- ASSIGNMENT: Among the lines below, restate word for word only those from the line with "pub mod booking;" through the line with "use std::sync::Mutex;", with both end lines kept.

- TASK DATA:
━━━━
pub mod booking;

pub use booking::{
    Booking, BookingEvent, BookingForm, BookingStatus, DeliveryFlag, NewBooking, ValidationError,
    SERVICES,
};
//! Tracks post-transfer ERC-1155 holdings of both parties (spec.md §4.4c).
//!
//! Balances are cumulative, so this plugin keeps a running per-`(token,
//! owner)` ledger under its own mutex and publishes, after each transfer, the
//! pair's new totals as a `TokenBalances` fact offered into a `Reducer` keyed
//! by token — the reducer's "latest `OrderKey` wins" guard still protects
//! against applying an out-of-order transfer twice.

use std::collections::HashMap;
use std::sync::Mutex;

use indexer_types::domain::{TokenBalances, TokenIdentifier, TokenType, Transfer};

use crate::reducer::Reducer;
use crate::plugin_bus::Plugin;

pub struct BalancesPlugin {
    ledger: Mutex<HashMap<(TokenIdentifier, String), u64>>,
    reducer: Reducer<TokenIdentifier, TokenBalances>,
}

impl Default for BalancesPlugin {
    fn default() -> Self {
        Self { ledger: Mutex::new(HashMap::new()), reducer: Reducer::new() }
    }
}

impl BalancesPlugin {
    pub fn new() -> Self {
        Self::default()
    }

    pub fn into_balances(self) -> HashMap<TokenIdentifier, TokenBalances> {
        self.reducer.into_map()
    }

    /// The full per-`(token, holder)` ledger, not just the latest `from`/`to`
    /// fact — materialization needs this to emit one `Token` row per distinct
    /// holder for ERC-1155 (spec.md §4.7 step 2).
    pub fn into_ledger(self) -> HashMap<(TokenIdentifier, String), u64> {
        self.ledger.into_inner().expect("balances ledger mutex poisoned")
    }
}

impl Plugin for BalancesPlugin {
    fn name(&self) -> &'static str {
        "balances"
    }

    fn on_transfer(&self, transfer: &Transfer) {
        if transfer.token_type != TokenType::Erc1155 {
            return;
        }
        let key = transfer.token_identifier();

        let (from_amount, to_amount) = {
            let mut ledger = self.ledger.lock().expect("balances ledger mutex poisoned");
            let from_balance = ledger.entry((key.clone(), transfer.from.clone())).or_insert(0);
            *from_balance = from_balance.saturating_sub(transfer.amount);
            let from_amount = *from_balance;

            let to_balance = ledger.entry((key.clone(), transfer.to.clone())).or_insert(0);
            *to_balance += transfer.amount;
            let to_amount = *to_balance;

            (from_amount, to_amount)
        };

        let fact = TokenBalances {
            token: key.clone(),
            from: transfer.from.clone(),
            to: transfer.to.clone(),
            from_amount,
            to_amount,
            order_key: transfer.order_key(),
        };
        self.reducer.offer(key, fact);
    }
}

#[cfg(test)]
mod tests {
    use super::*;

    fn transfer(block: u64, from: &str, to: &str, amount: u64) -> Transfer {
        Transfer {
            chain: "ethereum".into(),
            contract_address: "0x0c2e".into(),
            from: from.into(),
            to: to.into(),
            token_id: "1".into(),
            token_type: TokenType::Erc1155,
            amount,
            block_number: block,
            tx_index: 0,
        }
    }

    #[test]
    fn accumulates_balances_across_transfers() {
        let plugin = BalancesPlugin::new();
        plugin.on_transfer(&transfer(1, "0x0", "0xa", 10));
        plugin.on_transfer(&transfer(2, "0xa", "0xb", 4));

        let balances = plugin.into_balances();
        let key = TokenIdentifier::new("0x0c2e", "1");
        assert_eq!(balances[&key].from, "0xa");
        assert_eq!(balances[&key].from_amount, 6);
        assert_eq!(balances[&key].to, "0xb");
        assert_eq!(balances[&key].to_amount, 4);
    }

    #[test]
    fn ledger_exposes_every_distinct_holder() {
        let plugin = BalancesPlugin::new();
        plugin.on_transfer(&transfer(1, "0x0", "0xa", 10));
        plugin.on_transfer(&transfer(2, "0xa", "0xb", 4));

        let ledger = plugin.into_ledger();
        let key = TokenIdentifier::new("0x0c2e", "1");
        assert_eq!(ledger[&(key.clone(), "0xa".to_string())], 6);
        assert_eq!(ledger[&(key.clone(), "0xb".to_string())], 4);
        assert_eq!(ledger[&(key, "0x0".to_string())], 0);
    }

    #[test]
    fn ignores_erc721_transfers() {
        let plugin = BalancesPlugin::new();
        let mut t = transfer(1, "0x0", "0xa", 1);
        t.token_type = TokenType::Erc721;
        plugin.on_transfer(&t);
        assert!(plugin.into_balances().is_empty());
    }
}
━━━━
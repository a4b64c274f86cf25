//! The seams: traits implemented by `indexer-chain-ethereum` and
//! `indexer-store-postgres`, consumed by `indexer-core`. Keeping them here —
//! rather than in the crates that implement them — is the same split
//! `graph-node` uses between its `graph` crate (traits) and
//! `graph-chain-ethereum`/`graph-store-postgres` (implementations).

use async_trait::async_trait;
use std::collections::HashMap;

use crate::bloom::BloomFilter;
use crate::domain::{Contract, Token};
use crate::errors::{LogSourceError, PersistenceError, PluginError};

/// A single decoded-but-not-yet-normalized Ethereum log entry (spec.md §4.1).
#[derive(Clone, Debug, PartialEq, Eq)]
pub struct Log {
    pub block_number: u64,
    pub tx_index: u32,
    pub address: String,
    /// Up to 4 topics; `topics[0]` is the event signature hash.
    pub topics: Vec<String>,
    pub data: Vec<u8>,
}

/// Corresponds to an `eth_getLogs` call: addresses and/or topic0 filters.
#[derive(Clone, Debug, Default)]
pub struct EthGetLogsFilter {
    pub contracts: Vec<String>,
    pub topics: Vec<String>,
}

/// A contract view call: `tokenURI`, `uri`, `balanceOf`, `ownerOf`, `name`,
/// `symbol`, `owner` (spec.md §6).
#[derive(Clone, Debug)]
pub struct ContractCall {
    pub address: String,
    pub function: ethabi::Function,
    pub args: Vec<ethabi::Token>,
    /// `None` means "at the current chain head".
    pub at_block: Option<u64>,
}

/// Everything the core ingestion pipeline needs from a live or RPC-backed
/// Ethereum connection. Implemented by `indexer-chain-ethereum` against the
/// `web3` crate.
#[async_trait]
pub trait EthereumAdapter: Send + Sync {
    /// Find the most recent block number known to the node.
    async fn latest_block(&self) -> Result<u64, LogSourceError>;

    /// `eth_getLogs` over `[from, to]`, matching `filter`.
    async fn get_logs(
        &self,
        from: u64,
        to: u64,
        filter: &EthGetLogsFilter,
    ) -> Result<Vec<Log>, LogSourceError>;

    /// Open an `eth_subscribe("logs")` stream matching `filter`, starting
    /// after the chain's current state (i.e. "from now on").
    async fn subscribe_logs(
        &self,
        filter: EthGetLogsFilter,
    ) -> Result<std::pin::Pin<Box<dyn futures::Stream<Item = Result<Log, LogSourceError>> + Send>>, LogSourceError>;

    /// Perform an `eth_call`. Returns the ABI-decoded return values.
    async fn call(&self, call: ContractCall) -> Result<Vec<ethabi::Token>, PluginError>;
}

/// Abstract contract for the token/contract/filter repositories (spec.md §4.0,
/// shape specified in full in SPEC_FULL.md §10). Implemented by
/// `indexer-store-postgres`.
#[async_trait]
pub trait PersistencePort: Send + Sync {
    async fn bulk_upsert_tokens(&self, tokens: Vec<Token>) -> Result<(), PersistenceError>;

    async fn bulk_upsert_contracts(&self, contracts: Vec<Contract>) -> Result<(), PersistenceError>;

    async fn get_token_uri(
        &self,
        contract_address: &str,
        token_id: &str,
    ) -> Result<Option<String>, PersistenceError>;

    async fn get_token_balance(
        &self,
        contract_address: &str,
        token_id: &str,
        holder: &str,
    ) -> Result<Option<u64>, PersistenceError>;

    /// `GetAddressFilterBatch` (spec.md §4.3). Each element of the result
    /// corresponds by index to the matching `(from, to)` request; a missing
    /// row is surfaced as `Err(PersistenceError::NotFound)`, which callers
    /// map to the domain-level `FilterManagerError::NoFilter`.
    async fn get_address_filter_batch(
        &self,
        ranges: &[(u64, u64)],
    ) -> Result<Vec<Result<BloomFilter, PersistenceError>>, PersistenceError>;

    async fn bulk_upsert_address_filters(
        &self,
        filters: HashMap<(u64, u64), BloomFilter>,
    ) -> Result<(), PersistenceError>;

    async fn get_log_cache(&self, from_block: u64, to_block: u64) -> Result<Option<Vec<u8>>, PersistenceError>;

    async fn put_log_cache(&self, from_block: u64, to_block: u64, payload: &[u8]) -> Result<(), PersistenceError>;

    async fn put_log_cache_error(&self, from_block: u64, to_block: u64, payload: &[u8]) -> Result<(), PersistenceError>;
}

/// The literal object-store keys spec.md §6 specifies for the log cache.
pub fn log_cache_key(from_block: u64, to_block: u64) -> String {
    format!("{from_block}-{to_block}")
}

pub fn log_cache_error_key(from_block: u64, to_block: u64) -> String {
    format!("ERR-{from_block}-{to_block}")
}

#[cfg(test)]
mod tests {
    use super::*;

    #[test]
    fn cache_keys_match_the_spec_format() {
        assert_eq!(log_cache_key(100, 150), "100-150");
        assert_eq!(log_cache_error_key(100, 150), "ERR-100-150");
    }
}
━━━━
- ANSWER TO THIS TASK:
pub mod booking;

pub use booking::{
    Booking, BookingEvent, BookingForm, BookingStatus, DeliveryFlag, NewBooking, ValidationError,
    SERVICES,
};
//! Tracks post-transfer ERC-1155 holdings of both parties (spec.md §4.4c).
//!
//! Balances are cumulative, so this plugin keeps a running per-`(token,
//! owner)` ledger under its own mutex and publishes, after each transfer, the
//! pair's new totals as a `TokenBalances` fact offered into a `Reducer` keyed
//! by token — the reducer's "latest `OrderKey` wins" guard still protects
//! against applying an out-of-order transfer twice.

use std::collections::HashMap;
use std::sync::Mutex;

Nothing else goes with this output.